In 1993, Jones obtained a loan secured by a mortgage against his house located in Viola, Kansas. Fay—a Delaware LLC authorized to do business in Kansas—began servicing Jones' mortgage on July 1, 2017, at which time Jones was current on his loan obligations. Beginning with his payment due in July 2017, Jones paid amounts in addition to the $542.74 mortgage payment owed to Fay. Jones asked that Fay apply his additional payments to the principal balance on the mortgage loan. Fay held these additional payments in "suspense" before applying them to the loan as directed. Jones continued to make additional payments on his mortgage in August, September, and December 2017, as well as January, February, March, April, May, June, and July 2018. The total amount of Jones' additional payments equaled $2,000. By holding Jones' additional payments in "suspense" rather than applying them to the loan on the date it received them, Fay caused Jones to accrue greater interest expense than he otherwise would have.
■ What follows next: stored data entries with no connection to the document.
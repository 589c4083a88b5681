use clap::Parser;
use std::path::PathBuf;
use whitening_consensus::utils::consts::{DEFAULT_HEADER_MODE, DEFAULT_LDR};
use whitening_consensus::utils::logging::init_logging;
use whitening_consensus::{RunConfig, run};

#[derive(Parser, Debug)]
#[command(author, version, about = "LoRa whitening sequence consensus utility", long_about = None)]
struct Cli {
    /// Input file with one labelled line of 16-bit binary strings per capture
    #[arg(long)]
    filename: PathBuf,

    /// PPM / spreading factor of the input and the desired consensus
    #[arg(long)]
    ppm: u32,

    /// Header mode label (explicit or implicit)
    #[arg(long = "header_mode", visible_alias = "header-mode", default_value = DEFAULT_HEADER_MODE)]
    header_mode: String,

    /// Low data rate label (ldr or empty)
    #[arg(long, default_value = DEFAULT_LDR)]
    ldr: String,

    /// Directory receiving the declaration file
    #[arg(long = "output_dir", visible_alias = "output-dir", default_value = ".")]
    output_dir: PathBuf,

    /// Also write a JSON run report here
    #[arg(long)]
    report: Option<PathBuf>,

    /// Do not draw the voting progress bar
    #[arg(long = "no_progress", visible_alias = "no-progress")]
    no_progress: bool,
}

fn main() {
    let cli = Cli::parse();
    init_logging();

    let result = RunConfig::new(cli.filename, cli.ppm).and_then(|config| {
        let config = config
            .with_header_mode(cli.header_mode)
            .with_ldr(cli.ldr)
            .with_output_dir(cli.output_dir)
            .with_report(cli.report)
            .with_progress(!cli.no_progress);
        run(&config)
    });

    match result {
        Ok(summary) => {
            tracing::info!(
                "Done: {}[{}] -> {}",
                summary.declaration_name,
                summary.consensus.len(),
                summary.output_file.display()
            );
        }
        Err(e) => {
            tracing::error!("{}", e);
            eprintln!("error: {}", e);
            std::process::exit(1);
        }
    }
}
use indicatif::{MultiProgress, ProgressBar, ProgressDrawTarget, ProgressStyle};
use std::collections::HashMap;
use std::sync::{Arc, Mutex};

pub struct ProgressManager {
    mp: MultiProgress,
    bars: Arc<Mutex<HashMap<String, ProgressBar>>>,
}

impl ProgressManager {
    pub fn new() -> Self {
        Self {
            mp: MultiProgress::new(),
            bars: Arc::new(Mutex::new(HashMap::new())),
        }
    }

    /// Manager that never draws anything (`--no_progress`)
    pub fn hidden() -> Self {
        Self {
            mp: MultiProgress::with_draw_target(ProgressDrawTarget::hidden()),
            bars: Arc::new(Mutex::new(HashMap::new())),
        }
    }

    /// 创建新的进度条
    /// - `id`: 进度条唯一标识
    /// - `total`: 总进度值
    /// - `template`: 进度条模板
    /// - `message`: 初始消息
    pub fn create_bar(
        &self,
        id: &str,
        total: u64,
        template: &str,
        message: &str,
    ) -> Result<(), String> {
        let mut bars = self
            .bars
            .lock()
            .map_err(|e| format!("Lock error: {}", e))?;

        if bars.contains_key(id) {
            return Err(format!("Progress bar '{}' already exists", id));
        }

        let style = ProgressStyle::default_bar()
            .template(template)
            .map_err(|e| format!("Template error: {}", e))?
            .progress_chars("█▉▊▋▌▍▎▏ ");

        let pb = self
            .mp
            .add(ProgressBar::new(total));
        pb.set_style(style);
        pb.set_message(message.to_string());

        bars.insert(id.to_string(), pb);
        Ok(())
    }

    /// 增加进度条位置
    pub fn inc(&self, id: &str, value: u64) -> Result<(), String> {
        let bars = self
            .bars
            .lock()
            .map_err(|e| format!("Lock error: {}", e))?;
        if let Some(pb) = bars.get(id) {
            pb.inc(value);
            Ok(())
        } else {
            Err(format!("Progress bar '{}' not found", id))
        }
    }

    /// 完成进度条（保留显示）
    pub fn finish(&self, id: &str, message: &str) -> Result<(), String> {
        let mut bars = self
            .bars
            .lock()
            .map_err(|e| format!("Lock error: {}", e))?;
        if let Some(pb) = bars.remove(id) {
            pb.finish_with_message(message.to_string());
            Ok(())
        } else {
            Err(format!("Progress bar '{}' not found", id))
        }
    }
}

impl Default for ProgressManager {
    fn default() -> Self {
        Self::new()
    }
}

pub mod templates {
    pub const VOTING: &str =
        "VOTE [{bar:30.cyan}] {percent}% ({pos}/{len} positions) {msg}";
}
Fay sent Jones a statement in May 2018 that indicated he owed $13,339.56 in "Total Fee Charges" in addition to his regular mortgage payment. This statement contained no explanation of what the fees resulted from. Jones received no other separate explanation of these fees. Jones contacted Fay to inquire about the fees but received no further clarification or explanation. Fay continued to send Jones statements attempting to collect the "Total Fee Charges," including them on his mortgage statements from June 2018 through January 2019.
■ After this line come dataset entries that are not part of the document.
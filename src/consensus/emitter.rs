// Declaration format:
// const unsigned short whitening_sequence_sf<ppm>_<ldr>_<mode>[<len>] = {0x####, ...};

use std::fs;
use std::path::{Path, PathBuf};

use tracing::info;

use super::engine::ConsensusSequence;
use crate::config::Ppm;
use crate::error::{ConsensusError, Result};
use crate::utils::consts::{
    DECLARATION_PREFIX, DECLARATION_TYPE, HEX_DIGITS, OUTPUT_FILE_EXT,
    OUTPUT_FILE_STEM,
};

/// `sf<ppm>_whitening_declaration_<header_mode>.txt`
pub fn output_filename(ppm: Ppm, header_mode: &str) -> String {
    format!("sf{ppm}{OUTPUT_FILE_STEM}{header_mode}.{OUTPUT_FILE_EXT}")
}

/// `whitening_sequence_sf<ppm>_<ldr>_<header_mode>`
pub fn declaration_name(ppm: Ppm, ldr: &str, header_mode: &str) -> String {
    format!("{DECLARATION_PREFIX}{ppm}_{ldr}_{header_mode}")
}

/// Zero padded lowercase literal, e.g. `0x00af`
pub fn hex_literal(value: u16) -> String {
    format!("0x{:0width$x}", value, width = HEX_DIGITS)
}

/// Render the full declaration statement, newline included
pub fn render_declaration(name: &str, values: &[u16]) -> String {
    let literals = values
        .iter()
        .map(|&v| hex_literal(v))
        .collect::<Vec<_>>()
        .join(", ");

    format!(
        "{} {}[{}] = {{{}}};\n",
        DECLARATION_TYPE,
        name,
        values.len(),
        literals
    )
}

/// Writes the declaration file for one consensus sequence
pub struct ArtifactEmitter<'a> {
    pub header_mode: &'a str,
    pub ldr: &'a str,
}

impl<'a> ArtifactEmitter<'a> {
    pub fn new(header_mode: &'a str, ldr: &'a str) -> Self {
        Self { header_mode, ldr }
    }

    pub fn declaration_name(&self, ppm: Ppm) -> String {
        declaration_name(ppm, self.ldr, self.header_mode)
    }

    pub fn output_path(&self, dir: &Path, ppm: Ppm) -> PathBuf {
        dir.join(output_filename(ppm, self.header_mode))
    }

    pub fn render(&self, sequence: &ConsensusSequence) -> String {
        render_declaration(&self.declaration_name(sequence.ppm), &sequence.values)
    }

    /// Render then write into `dir`; returns the written path
    pub fn write(&self, dir: &Path, sequence: &ConsensusSequence) -> Result<PathBuf> {
        let path = self.output_path(dir, sequence.ppm);
        let contents = self.render(sequence);

        fs::write(&path, contents).map_err(|source| {
            ConsensusError::OutputAccess {
                path: path.clone(),
                source,
            }
        })?;

        info!(
            "Wrote {} ({} values) to {}",
            self.declaration_name(sequence.ppm),
            sequence.len(),
            path.display()
        );
        Ok(path)
    }
}
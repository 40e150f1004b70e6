//! Actor-critic contract consumed by the training loop.

use crate::buffers::RolloutBatch;
use crate::comm::Collective;
use crate::core::Action;

/// Policy output for one observation: a sampled action with its
/// log-probability, and the critic's value estimate.
#[derive(Debug, Clone)]
pub struct Evaluation {
    pub action: Action,
    pub log_prob: f32,
    pub value: f32,
}

/// The agent driven by [`VpgRunner`](crate::runners::VpgRunner).
///
/// `evaluate` and `value` run inference for data collection;
/// `update_policy` and `update_value` consume one epoch's batch;
/// `synchronize` makes parameters identical across the worker group
/// (called once before training and after every update).
pub trait ActorCritic {
    /// Samples an action for `obs` and estimates its value.
    fn evaluate(&mut self, obs: &[f32]) -> Evaluation;

    /// Critic value of `obs` alone, used to bootstrap cut-off episodes.
    fn value(&mut self, obs: &[f32]) -> f32;

    /// One policy-gradient ascent step on the batch. Returns the
    /// policy loss before the step.
    fn update_policy(&mut self, batch: &RolloutBatch) -> f32;

    /// `iterations` regression steps fitting the critic to the batch
    /// returns. Returns the value loss of the last step.
    fn update_value(&mut self, batch: &RolloutBatch, iterations: usize) -> f32;

    /// Aligns parameters across the group; a no-op for a single worker.
    fn synchronize<C: Collective>(&mut self, comm: &C);
}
On December 3, 2018, Jones' counsel sent Fay a qualified written request ("QWR") notifying Fay of Jones' disagreement regarding his additional payments being held in suspense, Fay's purchase of "Forced Place Insurance," and Fay's lack of explanation concerning the $13,339.56 in fees. Fay replied to Jones directly, informing him that it planned to respond to his QWR within 30 days. On December 20, Jones' counsel sent Fay another letter asking Fay to correct the aforementioned disagreements with Jones' account. Fay did not respond to this letter, but on January 24, 2019, it sent another letter directly to Jones indicating that it needed more time to research the alleged errors. On February 25, Fay directly sent Jones a letter alleging that he was delinquent on his mortgage payments. Three days later, on February 28, Fay directly sent Jones its response to the QWR from December 3. Jones received both the delinquency notice and response to the QWR on March 3.
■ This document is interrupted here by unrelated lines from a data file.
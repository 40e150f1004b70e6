//! Pendulum swing-up task with torque control.

use rand::{Rng, SeedableRng};
use rand_xoshiro::Xoshiro256StarStar;

use vpg_rl::{Action, ActionSpace, Environment, EnvironmentError, StepOutcome};

const MAX_SPEED: f32 = 8.0;
const MAX_TORQUE: f32 = 2.0;
const DT: f32 = 0.05;
const G: f32 = 10.0;
const M: f32 = 1.0;
const L: f32 = 1.0;

/// Single pendulum instance. Observation is `[cos(theta), sin(theta),
/// theta_dot]`; the one-dimensional continuous action is a torque in
/// `[-2, 2]`. Reward penalizes angle, velocity and torque; episodes
/// never terminate on their own, so training relies on the loop's
/// episode length cap.
pub struct Pendulum {
    theta: f32,
    theta_dot: f32,
}

impl Pendulum {
    pub fn new() -> Self {
        Self {
            theta: 0.0,
            theta_dot: 0.0,
        }
    }

    fn observation(&self) -> Vec<f32> {
        vec![self.theta.cos(), self.theta.sin(), self.theta_dot]
    }
}

impl Default for Pendulum {
    fn default() -> Self {
        Self::new()
    }
}

fn angle_normalize(angle: f32) -> f32 {
    let pi = std::f32::consts::PI;
    let two_pi = 2.0 * pi;
    ((angle + pi) % two_pi + two_pi) % two_pi - pi
}

impl Environment for Pendulum {
    fn observation_size(&self) -> usize {
        3
    }

    fn action_space(&self) -> ActionSpace {
        ActionSpace::Continuous { dim: 1 }
    }

    fn reset(&mut self, seed: u64) -> Result<Vec<f32>, EnvironmentError> {
        let mut rng = Xoshiro256StarStar::seed_from_u64(seed);
        let pi = std::f32::consts::PI;
        self.theta = rng.gen::<f32>() * 2.0 * pi - pi;
        self.theta_dot = rng.gen::<f32>() * 2.0 - 1.0;
        Ok(self.observation())
    }

    fn step(&mut self, action: &Action) -> Result<StepOutcome, EnvironmentError> {
        let torque = action.as_continuous()[0].clamp(-MAX_TORQUE, MAX_TORQUE);

        let cost = self.theta * self.theta
            + 0.1 * self.theta_dot * self.theta_dot
            + 0.001 * torque * torque;

        self.theta_dot +=
            (3.0 * G / (2.0 * L) * self.theta.sin() + 3.0 / (M * L * L) * torque) * DT;
        self.theta_dot = self.theta_dot.clamp(-MAX_SPEED, MAX_SPEED);
        self.theta = angle_normalize(self.theta + self.theta_dot * DT);

        Ok(StepOutcome {
            observation: self.observation(),
            reward: -cost,
            terminal: false,
        })
    }
}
In its response to Jones' QWR, Fay addressed the following concerns. It confirmed that it investigated the source of the $13,339.56 in fees and could not determine where the original servicer had derived that amount. As a result, Fay waived those fees in their entirety. Fay also explained its reasoning for buying Forced Place Insurance, indicating that it had warned Jones twice of the need for hazard insurance coverage with no response. However, after subsequently learning that Jones purchased adequate hazard insurance, Fay canceled the Forced Place Insurance, received a full refund for the premiums paid, and charged Jones no fees for those transactions.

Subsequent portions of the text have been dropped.